Clean Tech Innovation Could Mean Big Savings for Fleet Owners

From left, Maglev Chief Financial Officer Martin Epstein and UCF College of Engineering & Computer Science Professors Louis Chow and Thomas Wu with research equipment in Wu’s lab.

A Florida-based company, in partnership with UCF researchers, has developed an innovative technology that will reduce fossil fuel usage in commercial trucks, potentially saving owners of large fleets money while reducing carbon emissions into the atmosphere.

Professor Thomas Wu and his research team from the College of Engineering & Computer Science and researchers from MagLev Energy Inc. (MEI) invented the motor/generator technology and accompanying electronics that power an all-electric Auxiliary Power Unit (APU).

The unique design enables the device, appropriately called Silent Night™, to operate without generating harmful emissions like fossil-fuel powered APUs.

Jon Harms, Maglev president and CEO, noted the participation of truck manufacturer Peterbilt Motors and Walmart in testing the prototype. Peterbilt conducted the testing at its Advanced Concepts Technical Center on a truck loaned by Walmart. Peterbilt found the device performed far better than existing APUs and described it in a letter of support as being “on path to potentially produce the most efficient battery-based (APU) systems in the industry.”

No-idle regulations in many jurisdictions throughout the country require commercial drivers to shut off their engines for meals, deliveries and mandatory rest stops. MEI’s electric APU powers air conditioning, lights, television, computers, and other “hotel” amenities overnight and other times when the truck engine is off.

Current models are estimated to save a trucker between $45 and $48 per day, and up to $15,000 annually, Harms said. The savings become even more significant for owners of large fleets and when combined with a high-efficiency alternator that the company is also developing.

“This unique technology runs cool, is quiet and yields extraordinary horsepower per pound,” said UCF’s Wu.

The device is still in the prototype stage and MEI officials expect to sell the product in limited quantities by the end of the year and to begin full production by mid-2015. Pricing is expected to be competitive with conventional APUs.

The work was funded by MEI and the Florida High Tech Corridor Council Matching Grants Research Program. Silent Night™ uses highly efficient lithium ion batteries together with a proprietary high-efficiency motor design to cycle through an industry-leading 10 hours of air conditioning (at 10,000 BTU’s) or heat, said Jon Harms. In addition, the APU can also power up to 2,500 watts of power simultaneously – enough for lights and a small television or computer and other amenities. “We wanted to give the user a full night of power,” said Harms.

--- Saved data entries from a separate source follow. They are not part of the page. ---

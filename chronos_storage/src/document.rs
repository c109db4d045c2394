use std::{collections::HashMap, sync::Mutex};

use async_trait::async_trait;
use serde_json::Value;
use tokio::sync::watch;

use crate::error::StoreError;

#[derive(Debug, Clone, PartialEq)]
pub struct Document {
    pub id: String,
    pub data: Value,
}

/// A cloud-style NoSQL collection store. Collections are addressed by slash
/// separated paths, snapshots are ordered by document id.
#[async_trait]
pub trait DocumentStore: Send + Sync {
    async fn list(&self, collection: &str) -> Result<Vec<Document>, StoreError>;

    /// Creates a document under a store-assigned id and returns that id.
    async fn add(&self, collection: &str, data: Value) -> Result<String, StoreError>;

    /// Creates or replaces the document with the given id.
    async fn set(&self, collection: &str, id: &str, data: Value) -> Result<(), StoreError>;

    /// Deleting an absent document succeeds.
    async fn delete(&self, collection: &str, id: &str) -> Result<(), StoreError>;

    async fn listen(&self, collection: &str) -> Result<DocumentListener, StoreError>;
}

/// Standing subscription to one collection. Dropping it releases the subscription.
pub struct DocumentListener {
    rx: watch::Receiver<Vec<Document>>,
    primed: bool,
}

impl DocumentListener {
    pub(crate) fn new(rx: watch::Receiver<Vec<Document>>) -> Self {
        Self { rx, primed: false }
    }

    /// The current snapshot on the first call, then one full snapshot per change.
    /// Returns `None` once the store is gone.
    pub async fn next(&mut self) -> Option<Vec<Document>> {
        if self.primed {
            self.rx.changed().await.ok()?;
        } else {
            self.primed = true;
        }

        Some(self.rx.borrow_and_update().clone())
    }

    pub fn cancel(self) {
        log::debug!("Document listener cancelled");
    }
}

/// Per-collection snapshot channels shared by the listeners of one store.
#[derive(Default)]
pub(crate) struct CollectionWatchers(Mutex<HashMap<String, watch::Sender<Vec<Document>>>>);

impl CollectionWatchers {
    pub fn subscribe(&self, collection: &str, snapshot: Vec<Document>) -> DocumentListener {
        let mut watchers = self.0.lock().expect("Watcher registry lock poisoned");
        let rx = match watchers.get(collection) {
            Some(tx) => {
                tx.send_if_modified(|current| {
                    if *current == snapshot {
                        return false;
                    }
                    *current = snapshot;
                    true
                });
                tx.subscribe()
            }
            None => {
                let (tx, rx) = watch::channel(snapshot);
                watchers.insert(collection.to_string(), tx);
                rx
            }
        };

        DocumentListener::new(rx)
    }

    pub fn is_watched(&self, collection: &str) -> bool {
        let mut watchers = self.0.lock().expect("Watcher registry lock poisoned");
        watchers.retain(|_, tx| tx.receiver_count() > 0);
        watchers.contains_key(collection)
    }

    pub fn publish(&self, collection: &str, snapshot: Vec<Document>) {
        let watchers = self.0.lock().expect("Watcher registry lock poisoned");
        if let Some(tx) = watchers.get(collection) {
            tx.send_replace(snapshot);
        }
    }
}
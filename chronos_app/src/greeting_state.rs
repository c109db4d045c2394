/// Outcome of the last greeting request.
#[derive(Debug, Clone, PartialEq, Eq, Default)]
pub enum GreetingState {
    #[default]
    Idle,
    Loading,
    Success(String),
    Error(String),
}

impl GreetingState {
    pub fn is_loading(&self) -> bool {
        matches!(self, GreetingState::Loading)
    }
}
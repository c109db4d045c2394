mod model;

use async_trait::async_trait;
use model::DocumentStorageModel;
use serde_json::Value;
use sqlx::sqlite::SqlitePoolOptions;
use tokio::sync::Mutex;
use uuid::Uuid;

use crate::{
    document::{CollectionWatchers, Document, DocumentListener, DocumentStore},
    error::StoreError,
};

/// Document store persisted in a single SQLite table. Writes are serialised so
/// that every listener observes snapshots in write order.
pub struct SqliteDocumentStore {
    pool: sqlx::SqlitePool,
    watchers: CollectionWatchers,
    write_lock: Mutex<()>,
}

impl SqliteDocumentStore {
    pub fn new(pool: sqlx::SqlitePool) -> Self {
        Self {
            pool,
            watchers: CollectionWatchers::default(),
            write_lock: Mutex::new(()),
        }
    }

    pub async fn connect(database_url: &str) -> Result<Self, StoreError> {
        let pool = SqlitePoolOptions::new().connect(database_url).await?;
        let store = Self::new(pool);
        store.migrate().await?;

        log::info!("Connected to document store at {database_url}");
        Ok(store)
    }

    pub async fn migrate(&self) -> Result<(), StoreError> {
        sqlx::query(
            "
CREATE TABLE IF NOT EXISTS documents (
    collection TEXT NOT NULL,
    id TEXT NOT NULL,
    data TEXT NOT NULL,
    PRIMARY KEY (collection, id)
)
",
        )
        .execute(&self.pool)
        .await?;

        Ok(())
    }

    async fn fetch_collection(&self, collection: &str) -> Result<Vec<Document>, StoreError> {
        let rows = sqlx::query_as::<_, DocumentStorageModel>(
            "SELECT id, data FROM documents WHERE collection = ? ORDER BY id",
        )
        .bind(collection)
        .fetch_all(&self.pool)
        .await?;

        rows.into_iter().map(Document::try_from).collect()
    }

    async fn upsert(&self, collection: &str, id: &str, data: &Value) -> Result<(), StoreError> {
        let data = serde_json::to_string(data)?;
        sqlx::query(
            "
INSERT INTO documents (collection, id, data)
VALUES (?, ?, ?)
ON CONFLICT (collection, id) DO UPDATE SET data = excluded.data
",
        )
        .bind(collection)
        .bind(id)
        .bind(data)
        .execute(&self.pool)
        .await?;

        Ok(())
    }

    async fn publish(&self, collection: &str) {
        if !self.watchers.is_watched(collection) {
            return;
        }

        match self.fetch_collection(collection).await {
            Ok(snapshot) => self.watchers.publish(collection, snapshot),
            Err(e) => log::warn!("Failed to refresh listeners of {collection}: {e}"),
        }
    }
}

#[async_trait]
impl DocumentStore for SqliteDocumentStore {
    async fn list(&self, collection: &str) -> Result<Vec<Document>, StoreError> {
        self.fetch_collection(collection).await
    }

    async fn add(&self, collection: &str, data: Value) -> Result<String, StoreError> {
        let _guard = self.write_lock.lock().await;
        let id = Uuid::new_v4().simple().to_string();
        self.upsert(collection, &id, &data).await?;
        self.publish(collection).await;

        Ok(id)
    }

    async fn set(&self, collection: &str, id: &str, data: Value) -> Result<(), StoreError> {
        let _guard = self.write_lock.lock().await;
        self.upsert(collection, id, &data).await?;
        self.publish(collection).await;

        Ok(())
    }

    async fn delete(&self, collection: &str, id: &str) -> Result<(), StoreError> {
        let _guard = self.write_lock.lock().await;
        let result = sqlx::query("DELETE FROM documents WHERE collection = ? AND id = ?")
            .bind(collection)
            .bind(id)
            .execute(&self.pool)
            .await?;

        if result.rows_affected() > 0 {
            self.publish(collection).await;
        }

        Ok(())
    }

    async fn listen(&self, collection: &str) -> Result<DocumentListener, StoreError> {
        let _guard = self.write_lock.lock().await;
        let snapshot = self.fetch_collection(collection).await?;

        Ok(self.watchers.subscribe(collection, snapshot))
    }
}

#[cfg(test)]
mod tests {
    use serde_json::json;

    use super::*;

    async fn store() -> SqliteDocumentStore {
        let pool = SqlitePoolOptions::new()
            .max_connections(1)
            .connect("sqlite::memory:")
            .await
            .unwrap();
        let store = SqliteDocumentStore::new(pool);
        store.migrate().await.unwrap();
        store
    }

    #[tokio::test]
    async fn set_replaces_existing_document() {
        let store = store().await;

        store.set("c", "r1", json!({ "title": "old" })).await.unwrap();
        store.set("c", "r1", json!({ "title": "new" })).await.unwrap();

        let documents = store.list("c").await.unwrap();
        assert_eq!(documents.len(), 1);
        assert_eq!(documents[0].data["title"], "new");
    }

    #[tokio::test]
    async fn add_assigns_fresh_ids() {
        let store = store().await;

        let first = store.add("c", json!({})).await.unwrap();
        let second = store.add("c", json!({})).await.unwrap();

        assert_ne!(first, second);
        assert_eq!(store.list("c").await.unwrap().len(), 2);
    }

    #[tokio::test]
    async fn listener_sees_deletes() {
        let store = store().await;
        store.set("c", "r1", json!({})).await.unwrap();
        let mut listener = store.listen("c").await.unwrap();
        assert_eq!(listener.next().await.unwrap().len(), 1);

        store.delete("c", "r1").await.unwrap();

        assert!(listener.next().await.unwrap().is_empty());
    }

    #[tokio::test]
    async fn collections_are_isolated() {
        let store = store().await;

        store.set("users/a/reminders", "r1", json!({})).await.unwrap();

        assert!(store.list("users/b/reminders").await.unwrap().is_empty());
    }
}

The system recharges when the truck is operating.

The industry has previously relied on diesel or other fossil fuel powered units. In the face of increasing costs and ever-stricter fossil fuel emission regulations, those units pose problems including high fuel and maintenance costs.

Harms said the Silent Night™ APU is able to operate at about 60 percent of the cost of fossil fueled APUs. The Silent Night™ prototypes are bolt-on replacements to existing diesel APUs.